At the country estate, Hilary puts her phone away. She lifts her hand, catching Ivan's as he passes her. Her fingers entwine at the tips with his own. She looks at him, then begins to draw him back to her. Down to her. And if he permits, and if he will kneel on the steps near her, she kisses him. It is soft and it has depth, richness, her lips opening to his, drawing his breath in to mingle with her own.

Ivan

It must be very confusing to be servant to Hilary. To be subjected to the wild winds of her whim: do this, do that, now this, now that, no, she's changed her mind. She hasn't been here very long, but in that time Miranda has already made headway toward getting Miron out of the country -- semi-legally at first, legally in eventuality. In that time, Miron has already made some headway -- albeit somewhat less, respectively -- toward coming to grips to the way his life has been upended. He is leaving Russia. He is staying with Anton. He is going to America, and goodness only knows when he'll return.

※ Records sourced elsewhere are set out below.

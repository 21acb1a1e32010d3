use super::*;

#[test]
fn validate_login_input_trims_email() {
    assert_eq!(
        validate_login_input("  nurse@city.org ", "secret"),
        Ok(("nurse@city.org".to_owned(), "secret".to_owned()))
    );
}

#[test]
fn validate_login_input_requires_both_fields() {
    assert_eq!(validate_login_input("   ", "secret"), Err("Enter both email and password."));
    assert_eq!(validate_login_input("a@b.com", ""), Err("Enter both email and password."));
}

#[test]
fn validate_login_input_keeps_password_whitespace() {
    assert_eq!(validate_login_input("a@b.com", " pw "), Ok(("a@b.com".to_owned(), " pw ".to_owned())));
}
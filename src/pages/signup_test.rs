use super::*;
use crate::net::types::User;

fn response(new_hospital: bool) -> AuthResponse {
    AuthResponse {
        access_token: Some("abc".to_owned()),
        user: Some(User { email: "a@b.com".to_owned(), hospital_name: Some("City Hospital".to_owned()) }),
        new_hospital,
    }
}

#[test]
fn new_hospital_notice_redirects_home() {
    let notice = signup_notice(&Ok(response(true)));
    assert_eq!(notice.kind, NoticeKind::Created);
    assert_eq!(notice.text, "Hospital \"City Hospital\" registered successfully!");
    assert_eq!(notice.redirect, Some(("/", 1800)));
}

#[test]
fn existing_hospital_notice_welcomes_user() {
    let notice = signup_notice(&Ok(response(false)));
    assert_eq!(notice.kind, NoticeKind::Joined);
    assert!(notice.text.contains("existing hospital: \"City Hospital\""));
    assert_eq!(notice.redirect, Some(("/", 1800)));
}

#[test]
fn duplicate_email_warns_and_redirects_to_login() {
    let err = ApiError::Http { status: 400, body: r#"{"detail":"Email already registered"}"#.to_owned() };
    let notice = signup_notice(&Err(err));
    assert_eq!(notice.kind, NoticeKind::Warning);
    assert_eq!(notice.text, "This email is already registered. Please log in instead.");
    assert_eq!(notice.redirect, Some(("/login", 2000)));
}

#[test]
fn other_failures_show_generic_error_without_redirect() {
    let notice = signup_notice(&Err(ApiError::Network("offline".to_owned())));
    assert_eq!(notice.kind, NoticeKind::Error);
    assert_eq!(notice.text, "Signup failed. Please try again.");
    assert_eq!(notice.redirect, None);
}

That'll all change with Hilary's text. They're to come back. They're to bring Anton. They're to sit down and talk, and Miron is to become responsible, solely or at least in great part, for what happens to a baby boy not of his blood. A baby boy nonetheless far more attached to him than either of his noble, erstwhile parents. He is to do this, and they are to do this, and there will be no explanation whatsoever for why, how, what changed between Hilary and Ivan, when.

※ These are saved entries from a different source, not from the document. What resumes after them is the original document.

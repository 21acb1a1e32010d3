//! Session guard rules shared by the route guard component.
//!
//! SYSTEM CONTEXT
//! ==============
//! Every route applies the same rule: signed-out users are sent to `/login`,
//! signed-in users are kept off `/login` and `/signup`.

#[cfg(test)]
#[path = "auth_test.rs"]
mod auth_test;

use crate::config::{HOME_ROUTE, LOGIN_ROUTE, SIGNUP_ROUTE};

/// Guard state for one mounted page.
#[derive(Clone, Copy, Debug, Default, PartialEq, Eq)]
pub enum GuardState {
    /// Storage has not been checked yet.
    #[default]
    Pending,
    /// Render the page.
    Authorized,
    /// Navigating away; the page is never rendered.
    Redirecting(&'static str),
}

/// Whether `path` is `/login` or `/signup`.
pub fn is_auth_page(path: &str) -> bool {
    let path = if path.len() > 1 { path.trim_end_matches('/') } else { path };
    path == LOGIN_ROUTE || path == SIGNUP_ROUTE
}

/// Decide what the guard does for `path` given token presence.
pub fn evaluate(has_token: bool, path: &str) -> GuardState {
    match (has_token, is_auth_page(path)) {
        (false, false) => GuardState::Redirecting(LOGIN_ROUTE),
        (true, true) => GuardState::Redirecting(HOME_ROUTE),
        _ => GuardState::Authorized,
    }
}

Their lives are not their own, these kin who serve truer-blooded Silver Fangs. And in that way, perhaps Hilary, for all the horror of her upbringing, is in reality quite lucky after all. To be able to demand freedom. To be able to demand self-determination, and to reasonably expect to get it.

--

Ivan's hand is caught as he starts down the stairs. He pauses: arresting delicately in mid-step, balanced and smooth. He turns, an eyebrow up. Her fingers wind with his and the eyebrow comes back down. He understands before she looks at him. He knows before she begins to pull.

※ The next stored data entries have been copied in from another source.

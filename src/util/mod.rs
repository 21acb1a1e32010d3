//! Utility helpers shared across client UI modules.
//!
//! SYSTEM CONTEXT
//! ==============
//! Utility modules keep route rules and list parsing free of Leptos so they
//! can be unit tested without a browser.

pub mod auth;
pub mod questions;
pub mod timer;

He goes easily, gracefully, willingly, sinking to his knees on the hardwood steps. The very first time they kissed, it was on a set of stairs, in the dark, in an ocean of noise and bodies and alcohol. He tasted like vodka and she tasted like

herself,

complex and deepening, opening her lips to him like a riddle, or a provocation. He did not know then how deeply he would come to love her, but even then he knew, he knew she was different, unique, rare, risky.

His mouth opens to hers. Soft and slow; a patient, textured kiss. When it is over he looks at her a moment. Words don't seem necessary. He touches her face; swipes his thumb across those dried tear-tracks on her cheek. Then he rises again -- their hands stretch between them, and then their fingers part.

"I'm going to get a drink," he says quietly. "Come find me in the dining room when you're ready."

Hilary

At least right now, Miron knows nothing about the reason he and his charge are being called back to the house. Only that they are being summoned. Only that they are going, now. After Anton has been changed and given a small snack to keep him occupied in the car ride. Then back to the house.

Miranda will drive.

Miron will, perhaps, try not to think of why this is happening. What it means. He has been through so much, in less than twelve hours. Anton doesn't know, or care. He wants to look out the window, and point at everything he knows the word for. In any language.

--

This is a very different kiss from their first. They touch hands, when once she held the railing and hardly touched him at all but for her lips. She was standing, then. She was with what might pass for friends to a person like her. And he knew she was married, knew she was mated to a much stronger wolf. And he knew he was trespassing, and knew he would trespass further. Even someone like Ivan should have known better.

They kiss slowly now, and softly, and well. Hilary tastes his mouth again, effortlessly passionate and effortlessly graceful in her passion. She follows him, half an inch, when he draws back from her. Her eyes open slowly to his. He rises, and he is drawing back, and her hand tightens.

Pulls at him again, back to her, catching a breath from the air.